■ WORK TO BE COMPLETED:
Of all the lines in these entries, count those that contain "reason" and give only the total.

BEGIN AVAILABLE RECORDS

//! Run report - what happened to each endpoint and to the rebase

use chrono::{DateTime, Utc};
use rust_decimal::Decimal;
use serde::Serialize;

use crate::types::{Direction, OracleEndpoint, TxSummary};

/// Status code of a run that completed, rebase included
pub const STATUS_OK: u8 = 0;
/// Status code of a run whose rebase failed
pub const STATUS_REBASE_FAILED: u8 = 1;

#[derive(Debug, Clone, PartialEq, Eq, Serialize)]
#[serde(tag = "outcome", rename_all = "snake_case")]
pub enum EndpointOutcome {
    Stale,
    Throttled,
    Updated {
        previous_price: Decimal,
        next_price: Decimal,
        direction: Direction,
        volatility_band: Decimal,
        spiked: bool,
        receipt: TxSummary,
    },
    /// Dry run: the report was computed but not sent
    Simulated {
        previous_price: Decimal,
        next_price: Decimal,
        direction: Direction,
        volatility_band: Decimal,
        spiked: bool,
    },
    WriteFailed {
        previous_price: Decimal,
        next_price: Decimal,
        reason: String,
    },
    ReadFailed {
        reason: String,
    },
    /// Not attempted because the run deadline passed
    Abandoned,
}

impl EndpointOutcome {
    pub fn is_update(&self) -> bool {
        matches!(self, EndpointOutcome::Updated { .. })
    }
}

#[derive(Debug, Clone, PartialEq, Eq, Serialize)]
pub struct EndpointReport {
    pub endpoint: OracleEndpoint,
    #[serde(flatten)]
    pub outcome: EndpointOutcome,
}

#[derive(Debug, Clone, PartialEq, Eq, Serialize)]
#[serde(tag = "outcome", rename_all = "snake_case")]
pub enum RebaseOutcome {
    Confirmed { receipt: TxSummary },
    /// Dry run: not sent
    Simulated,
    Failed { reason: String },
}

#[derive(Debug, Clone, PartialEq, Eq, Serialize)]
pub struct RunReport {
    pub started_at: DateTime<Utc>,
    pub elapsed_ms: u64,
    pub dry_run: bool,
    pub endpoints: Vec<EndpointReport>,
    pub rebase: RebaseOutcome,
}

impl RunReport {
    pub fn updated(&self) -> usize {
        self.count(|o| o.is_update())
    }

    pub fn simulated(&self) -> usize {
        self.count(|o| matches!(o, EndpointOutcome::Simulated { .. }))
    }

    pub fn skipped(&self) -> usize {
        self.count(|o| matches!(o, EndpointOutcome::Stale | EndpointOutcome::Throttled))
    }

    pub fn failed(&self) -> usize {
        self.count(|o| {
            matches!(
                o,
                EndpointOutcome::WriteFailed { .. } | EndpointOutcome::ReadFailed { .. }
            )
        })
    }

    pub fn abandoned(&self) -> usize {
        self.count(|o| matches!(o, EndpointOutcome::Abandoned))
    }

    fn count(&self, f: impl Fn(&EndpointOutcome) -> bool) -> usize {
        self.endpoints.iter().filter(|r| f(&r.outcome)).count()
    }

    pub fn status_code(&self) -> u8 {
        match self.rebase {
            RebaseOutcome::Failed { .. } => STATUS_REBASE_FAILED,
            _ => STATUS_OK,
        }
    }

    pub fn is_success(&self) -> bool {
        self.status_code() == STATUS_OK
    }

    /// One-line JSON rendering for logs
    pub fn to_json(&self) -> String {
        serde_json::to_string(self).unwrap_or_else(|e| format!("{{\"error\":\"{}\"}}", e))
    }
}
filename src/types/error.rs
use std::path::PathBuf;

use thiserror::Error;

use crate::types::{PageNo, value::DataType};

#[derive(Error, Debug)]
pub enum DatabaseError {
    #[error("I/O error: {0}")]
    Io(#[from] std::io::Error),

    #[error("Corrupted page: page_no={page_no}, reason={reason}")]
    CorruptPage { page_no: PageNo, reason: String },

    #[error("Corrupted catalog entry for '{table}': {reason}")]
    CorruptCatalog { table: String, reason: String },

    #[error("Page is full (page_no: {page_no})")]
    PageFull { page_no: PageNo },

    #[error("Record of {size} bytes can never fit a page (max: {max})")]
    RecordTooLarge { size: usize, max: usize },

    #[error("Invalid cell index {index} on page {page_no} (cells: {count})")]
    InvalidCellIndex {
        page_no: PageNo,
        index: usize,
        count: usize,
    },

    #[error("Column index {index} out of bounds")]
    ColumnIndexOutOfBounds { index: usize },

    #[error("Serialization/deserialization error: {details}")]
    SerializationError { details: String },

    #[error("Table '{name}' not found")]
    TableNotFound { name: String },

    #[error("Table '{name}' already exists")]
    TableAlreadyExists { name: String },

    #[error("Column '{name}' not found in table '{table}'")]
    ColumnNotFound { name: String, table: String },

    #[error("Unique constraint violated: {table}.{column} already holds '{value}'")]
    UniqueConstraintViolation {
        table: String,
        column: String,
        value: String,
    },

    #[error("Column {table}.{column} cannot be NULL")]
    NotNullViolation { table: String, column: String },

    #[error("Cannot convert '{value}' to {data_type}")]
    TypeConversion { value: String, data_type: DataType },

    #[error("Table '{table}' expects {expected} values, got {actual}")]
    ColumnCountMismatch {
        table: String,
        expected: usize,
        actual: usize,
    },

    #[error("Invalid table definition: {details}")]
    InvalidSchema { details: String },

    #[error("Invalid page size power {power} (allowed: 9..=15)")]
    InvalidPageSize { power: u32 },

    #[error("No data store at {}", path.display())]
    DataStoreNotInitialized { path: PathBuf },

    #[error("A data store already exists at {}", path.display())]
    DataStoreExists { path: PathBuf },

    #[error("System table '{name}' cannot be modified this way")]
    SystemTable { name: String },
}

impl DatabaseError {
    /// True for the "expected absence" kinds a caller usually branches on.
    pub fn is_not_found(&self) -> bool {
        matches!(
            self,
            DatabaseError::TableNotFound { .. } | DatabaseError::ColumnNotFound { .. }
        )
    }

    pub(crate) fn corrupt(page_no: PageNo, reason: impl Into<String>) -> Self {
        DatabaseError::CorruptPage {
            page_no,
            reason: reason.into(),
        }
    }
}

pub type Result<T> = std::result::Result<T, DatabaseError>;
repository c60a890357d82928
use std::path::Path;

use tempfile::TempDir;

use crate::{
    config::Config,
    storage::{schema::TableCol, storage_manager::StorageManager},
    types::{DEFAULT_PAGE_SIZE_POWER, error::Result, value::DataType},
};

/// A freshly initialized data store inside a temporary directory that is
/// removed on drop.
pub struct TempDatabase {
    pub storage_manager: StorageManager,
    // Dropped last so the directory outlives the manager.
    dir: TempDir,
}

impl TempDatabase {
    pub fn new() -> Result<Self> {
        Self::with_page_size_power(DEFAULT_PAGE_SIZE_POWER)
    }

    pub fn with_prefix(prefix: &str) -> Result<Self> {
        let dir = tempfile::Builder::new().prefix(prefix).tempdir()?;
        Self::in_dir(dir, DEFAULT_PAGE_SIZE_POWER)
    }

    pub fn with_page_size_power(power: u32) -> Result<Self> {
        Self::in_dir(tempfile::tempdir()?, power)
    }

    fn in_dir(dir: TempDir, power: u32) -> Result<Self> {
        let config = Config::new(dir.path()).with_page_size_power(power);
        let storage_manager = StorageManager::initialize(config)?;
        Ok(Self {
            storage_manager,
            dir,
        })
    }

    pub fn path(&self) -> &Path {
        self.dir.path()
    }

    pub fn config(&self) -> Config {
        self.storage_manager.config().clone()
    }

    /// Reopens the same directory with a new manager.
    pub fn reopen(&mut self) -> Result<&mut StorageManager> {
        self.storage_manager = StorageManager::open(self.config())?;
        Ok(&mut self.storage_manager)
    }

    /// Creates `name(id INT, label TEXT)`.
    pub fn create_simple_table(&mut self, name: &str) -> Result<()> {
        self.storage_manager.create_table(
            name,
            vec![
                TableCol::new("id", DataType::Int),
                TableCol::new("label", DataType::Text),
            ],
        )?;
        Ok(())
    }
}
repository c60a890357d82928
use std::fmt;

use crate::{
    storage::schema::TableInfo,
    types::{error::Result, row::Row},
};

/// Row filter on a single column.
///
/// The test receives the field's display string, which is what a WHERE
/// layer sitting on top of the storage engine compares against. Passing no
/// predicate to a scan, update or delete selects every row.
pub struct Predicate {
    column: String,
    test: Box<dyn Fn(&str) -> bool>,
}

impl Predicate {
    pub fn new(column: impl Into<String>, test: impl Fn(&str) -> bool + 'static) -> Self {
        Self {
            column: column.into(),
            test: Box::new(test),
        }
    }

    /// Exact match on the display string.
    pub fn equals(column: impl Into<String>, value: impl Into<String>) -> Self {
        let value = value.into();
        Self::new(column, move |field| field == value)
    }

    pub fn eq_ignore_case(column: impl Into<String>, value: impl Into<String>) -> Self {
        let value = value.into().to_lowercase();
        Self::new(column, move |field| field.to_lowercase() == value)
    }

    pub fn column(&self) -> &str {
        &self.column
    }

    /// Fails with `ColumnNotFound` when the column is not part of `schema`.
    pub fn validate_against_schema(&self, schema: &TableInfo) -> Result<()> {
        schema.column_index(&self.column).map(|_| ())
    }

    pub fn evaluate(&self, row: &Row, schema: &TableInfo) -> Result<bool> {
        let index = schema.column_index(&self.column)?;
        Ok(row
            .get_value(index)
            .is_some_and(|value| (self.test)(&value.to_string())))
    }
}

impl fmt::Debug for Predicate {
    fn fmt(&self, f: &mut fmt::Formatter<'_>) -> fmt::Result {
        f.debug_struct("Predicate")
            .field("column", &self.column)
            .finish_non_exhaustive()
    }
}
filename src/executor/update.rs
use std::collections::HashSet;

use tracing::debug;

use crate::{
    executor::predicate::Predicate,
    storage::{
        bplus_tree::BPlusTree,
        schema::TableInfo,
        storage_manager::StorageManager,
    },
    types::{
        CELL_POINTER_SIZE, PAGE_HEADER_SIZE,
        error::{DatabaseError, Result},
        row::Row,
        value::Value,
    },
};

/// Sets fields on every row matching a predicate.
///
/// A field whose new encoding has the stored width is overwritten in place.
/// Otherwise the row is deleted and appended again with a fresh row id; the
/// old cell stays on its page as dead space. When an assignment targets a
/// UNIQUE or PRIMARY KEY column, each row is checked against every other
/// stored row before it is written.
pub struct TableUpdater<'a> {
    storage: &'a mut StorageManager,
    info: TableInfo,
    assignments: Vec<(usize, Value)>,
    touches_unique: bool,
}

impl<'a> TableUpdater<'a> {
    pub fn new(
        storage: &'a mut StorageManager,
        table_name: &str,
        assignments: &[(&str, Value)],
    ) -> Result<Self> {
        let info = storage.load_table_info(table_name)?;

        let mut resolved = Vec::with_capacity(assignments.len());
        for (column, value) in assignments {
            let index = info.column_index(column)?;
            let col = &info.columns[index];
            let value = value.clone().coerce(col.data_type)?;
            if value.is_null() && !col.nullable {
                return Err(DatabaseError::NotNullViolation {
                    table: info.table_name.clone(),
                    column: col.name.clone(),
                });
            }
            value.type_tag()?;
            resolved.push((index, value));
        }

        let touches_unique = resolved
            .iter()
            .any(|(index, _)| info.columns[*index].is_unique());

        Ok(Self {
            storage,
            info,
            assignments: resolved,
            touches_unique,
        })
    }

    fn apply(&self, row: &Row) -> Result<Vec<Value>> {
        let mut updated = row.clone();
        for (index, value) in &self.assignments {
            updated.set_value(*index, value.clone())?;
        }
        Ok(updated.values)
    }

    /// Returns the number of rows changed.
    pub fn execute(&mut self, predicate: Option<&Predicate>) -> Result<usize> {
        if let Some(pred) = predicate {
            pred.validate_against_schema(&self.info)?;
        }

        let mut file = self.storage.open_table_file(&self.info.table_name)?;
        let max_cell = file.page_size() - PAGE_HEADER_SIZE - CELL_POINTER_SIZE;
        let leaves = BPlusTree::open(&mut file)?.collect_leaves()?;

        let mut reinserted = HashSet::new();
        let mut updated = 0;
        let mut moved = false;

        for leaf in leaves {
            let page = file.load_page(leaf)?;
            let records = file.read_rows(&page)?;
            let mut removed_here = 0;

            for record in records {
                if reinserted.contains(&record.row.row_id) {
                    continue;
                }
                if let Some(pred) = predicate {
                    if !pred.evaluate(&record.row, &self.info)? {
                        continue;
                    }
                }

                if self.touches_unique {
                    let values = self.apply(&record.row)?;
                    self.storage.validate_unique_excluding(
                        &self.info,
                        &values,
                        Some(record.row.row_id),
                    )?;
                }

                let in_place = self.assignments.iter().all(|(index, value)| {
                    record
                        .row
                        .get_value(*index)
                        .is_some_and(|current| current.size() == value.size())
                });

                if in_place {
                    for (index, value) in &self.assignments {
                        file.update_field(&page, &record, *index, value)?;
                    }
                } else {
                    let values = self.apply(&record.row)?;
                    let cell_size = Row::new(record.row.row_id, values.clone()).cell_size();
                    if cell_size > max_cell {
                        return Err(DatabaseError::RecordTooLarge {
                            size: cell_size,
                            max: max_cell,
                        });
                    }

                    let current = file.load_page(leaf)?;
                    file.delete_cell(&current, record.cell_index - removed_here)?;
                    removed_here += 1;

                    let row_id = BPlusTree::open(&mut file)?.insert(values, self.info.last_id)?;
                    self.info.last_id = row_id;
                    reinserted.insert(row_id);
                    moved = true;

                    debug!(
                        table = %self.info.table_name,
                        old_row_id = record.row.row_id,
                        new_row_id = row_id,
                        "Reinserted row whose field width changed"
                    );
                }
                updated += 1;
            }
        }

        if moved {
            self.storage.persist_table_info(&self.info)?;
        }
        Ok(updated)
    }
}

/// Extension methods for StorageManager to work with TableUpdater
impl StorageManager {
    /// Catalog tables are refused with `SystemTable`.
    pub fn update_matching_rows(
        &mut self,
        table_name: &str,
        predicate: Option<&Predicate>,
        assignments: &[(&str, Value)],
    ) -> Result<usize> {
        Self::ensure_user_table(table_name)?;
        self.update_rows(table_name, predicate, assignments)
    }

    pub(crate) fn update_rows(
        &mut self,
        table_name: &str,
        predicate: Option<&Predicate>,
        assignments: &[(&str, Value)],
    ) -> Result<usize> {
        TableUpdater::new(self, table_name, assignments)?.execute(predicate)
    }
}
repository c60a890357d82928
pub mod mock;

END AVAILABLE RECORDS

■ ANSWER BOX:
9